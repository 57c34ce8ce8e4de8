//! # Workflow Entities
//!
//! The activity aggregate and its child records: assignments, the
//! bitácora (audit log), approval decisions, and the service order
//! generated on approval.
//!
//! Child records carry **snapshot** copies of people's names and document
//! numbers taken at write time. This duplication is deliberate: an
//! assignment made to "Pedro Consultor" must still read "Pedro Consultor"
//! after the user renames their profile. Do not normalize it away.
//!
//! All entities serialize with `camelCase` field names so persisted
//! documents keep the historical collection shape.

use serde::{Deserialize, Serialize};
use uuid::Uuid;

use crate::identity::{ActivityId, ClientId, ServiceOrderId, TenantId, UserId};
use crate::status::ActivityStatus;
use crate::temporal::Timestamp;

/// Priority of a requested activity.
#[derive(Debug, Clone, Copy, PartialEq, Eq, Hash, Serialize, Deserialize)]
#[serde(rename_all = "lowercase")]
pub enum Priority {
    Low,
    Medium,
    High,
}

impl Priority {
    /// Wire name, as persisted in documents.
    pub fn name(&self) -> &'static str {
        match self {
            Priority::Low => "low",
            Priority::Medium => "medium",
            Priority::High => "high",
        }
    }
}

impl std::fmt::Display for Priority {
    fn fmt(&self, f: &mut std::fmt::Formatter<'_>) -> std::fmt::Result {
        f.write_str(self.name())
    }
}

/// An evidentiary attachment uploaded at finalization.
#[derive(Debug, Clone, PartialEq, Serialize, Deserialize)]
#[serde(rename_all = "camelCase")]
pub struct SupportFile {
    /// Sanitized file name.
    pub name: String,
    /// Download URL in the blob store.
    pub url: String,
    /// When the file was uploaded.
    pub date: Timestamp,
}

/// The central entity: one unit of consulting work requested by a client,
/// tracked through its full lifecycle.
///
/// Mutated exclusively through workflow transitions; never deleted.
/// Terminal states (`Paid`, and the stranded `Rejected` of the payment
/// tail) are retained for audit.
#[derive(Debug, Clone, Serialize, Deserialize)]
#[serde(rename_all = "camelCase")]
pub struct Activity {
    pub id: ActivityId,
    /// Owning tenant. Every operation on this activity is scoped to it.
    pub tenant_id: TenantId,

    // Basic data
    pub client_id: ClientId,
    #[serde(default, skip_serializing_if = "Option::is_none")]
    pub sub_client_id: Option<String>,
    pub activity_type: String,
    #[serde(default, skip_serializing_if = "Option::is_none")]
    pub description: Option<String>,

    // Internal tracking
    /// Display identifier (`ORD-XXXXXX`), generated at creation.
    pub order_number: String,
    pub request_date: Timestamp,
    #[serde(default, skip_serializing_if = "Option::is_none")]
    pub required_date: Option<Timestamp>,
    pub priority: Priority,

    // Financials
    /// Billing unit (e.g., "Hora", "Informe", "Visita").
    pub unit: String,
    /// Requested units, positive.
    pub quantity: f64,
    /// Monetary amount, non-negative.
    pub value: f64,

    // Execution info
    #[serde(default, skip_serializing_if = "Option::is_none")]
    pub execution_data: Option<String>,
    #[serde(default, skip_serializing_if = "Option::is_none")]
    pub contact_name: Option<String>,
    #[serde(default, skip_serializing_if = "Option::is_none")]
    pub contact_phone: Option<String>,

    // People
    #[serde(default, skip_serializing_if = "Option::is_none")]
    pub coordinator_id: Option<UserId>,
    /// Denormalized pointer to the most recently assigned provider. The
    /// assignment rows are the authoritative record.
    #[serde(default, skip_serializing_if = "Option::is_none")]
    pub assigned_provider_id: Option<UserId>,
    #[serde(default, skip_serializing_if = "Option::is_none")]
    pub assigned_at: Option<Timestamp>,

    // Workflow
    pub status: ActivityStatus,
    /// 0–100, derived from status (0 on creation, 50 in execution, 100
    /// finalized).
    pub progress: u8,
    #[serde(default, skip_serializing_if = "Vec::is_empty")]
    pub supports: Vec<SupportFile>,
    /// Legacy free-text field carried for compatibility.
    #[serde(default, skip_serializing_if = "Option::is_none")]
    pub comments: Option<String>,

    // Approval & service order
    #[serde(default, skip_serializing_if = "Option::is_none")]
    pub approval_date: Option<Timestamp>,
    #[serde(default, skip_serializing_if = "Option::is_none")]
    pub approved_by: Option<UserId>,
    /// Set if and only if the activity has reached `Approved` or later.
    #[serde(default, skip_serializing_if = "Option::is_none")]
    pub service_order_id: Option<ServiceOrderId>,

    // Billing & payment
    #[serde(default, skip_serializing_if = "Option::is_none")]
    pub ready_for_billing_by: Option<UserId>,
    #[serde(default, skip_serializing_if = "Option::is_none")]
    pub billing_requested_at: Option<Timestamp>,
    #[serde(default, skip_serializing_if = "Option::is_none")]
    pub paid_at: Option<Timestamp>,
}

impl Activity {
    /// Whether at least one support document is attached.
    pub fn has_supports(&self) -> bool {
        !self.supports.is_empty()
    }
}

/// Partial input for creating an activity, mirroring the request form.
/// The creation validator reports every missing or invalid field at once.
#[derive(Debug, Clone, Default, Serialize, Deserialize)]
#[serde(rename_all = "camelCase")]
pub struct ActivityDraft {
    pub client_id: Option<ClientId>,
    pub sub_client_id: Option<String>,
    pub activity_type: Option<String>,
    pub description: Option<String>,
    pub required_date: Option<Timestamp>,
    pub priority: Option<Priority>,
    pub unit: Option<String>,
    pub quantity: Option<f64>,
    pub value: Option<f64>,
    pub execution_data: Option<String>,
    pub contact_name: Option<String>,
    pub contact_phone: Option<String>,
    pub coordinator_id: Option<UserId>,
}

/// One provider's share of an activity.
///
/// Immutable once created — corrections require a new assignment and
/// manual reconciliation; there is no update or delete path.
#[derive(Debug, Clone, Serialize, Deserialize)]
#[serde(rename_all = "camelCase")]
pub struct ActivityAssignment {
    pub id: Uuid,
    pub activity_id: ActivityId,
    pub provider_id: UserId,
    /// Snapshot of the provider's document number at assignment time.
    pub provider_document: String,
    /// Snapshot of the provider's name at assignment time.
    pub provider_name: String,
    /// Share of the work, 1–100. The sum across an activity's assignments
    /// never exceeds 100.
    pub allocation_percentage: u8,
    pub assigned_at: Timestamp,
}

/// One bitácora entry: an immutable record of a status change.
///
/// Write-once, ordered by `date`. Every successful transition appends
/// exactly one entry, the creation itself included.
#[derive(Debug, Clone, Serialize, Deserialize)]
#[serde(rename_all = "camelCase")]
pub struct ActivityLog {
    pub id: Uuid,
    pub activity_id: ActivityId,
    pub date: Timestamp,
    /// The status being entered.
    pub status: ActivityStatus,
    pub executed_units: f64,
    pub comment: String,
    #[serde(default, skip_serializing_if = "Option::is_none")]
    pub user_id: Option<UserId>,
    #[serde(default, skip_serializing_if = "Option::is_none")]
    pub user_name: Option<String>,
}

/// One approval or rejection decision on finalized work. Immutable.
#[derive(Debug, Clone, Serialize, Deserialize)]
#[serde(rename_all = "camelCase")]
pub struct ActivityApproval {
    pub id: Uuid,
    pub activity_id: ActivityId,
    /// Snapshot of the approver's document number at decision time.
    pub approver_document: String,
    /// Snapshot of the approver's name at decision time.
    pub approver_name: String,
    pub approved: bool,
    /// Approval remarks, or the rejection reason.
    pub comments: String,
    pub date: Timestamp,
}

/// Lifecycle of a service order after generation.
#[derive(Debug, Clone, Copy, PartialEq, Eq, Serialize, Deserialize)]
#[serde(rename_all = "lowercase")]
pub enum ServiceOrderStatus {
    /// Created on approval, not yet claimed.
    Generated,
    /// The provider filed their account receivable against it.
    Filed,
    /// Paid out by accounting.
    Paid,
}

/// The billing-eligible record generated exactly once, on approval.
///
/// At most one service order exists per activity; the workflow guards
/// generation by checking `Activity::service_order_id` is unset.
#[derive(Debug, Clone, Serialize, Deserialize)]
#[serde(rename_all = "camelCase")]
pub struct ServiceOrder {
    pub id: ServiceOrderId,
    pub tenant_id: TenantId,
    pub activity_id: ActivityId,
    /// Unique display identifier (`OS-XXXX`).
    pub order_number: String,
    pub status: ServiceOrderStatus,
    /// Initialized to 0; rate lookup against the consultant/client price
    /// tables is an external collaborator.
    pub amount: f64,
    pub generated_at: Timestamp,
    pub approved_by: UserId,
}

------------------------------------

EXERCISE DETAILS:
Return each line from the entries above that includes "most".

RESULT BELOW:
    /// Denormalized pointer to the most recently assigned provider. The
/// At most one service order exists per activity; the workflow guards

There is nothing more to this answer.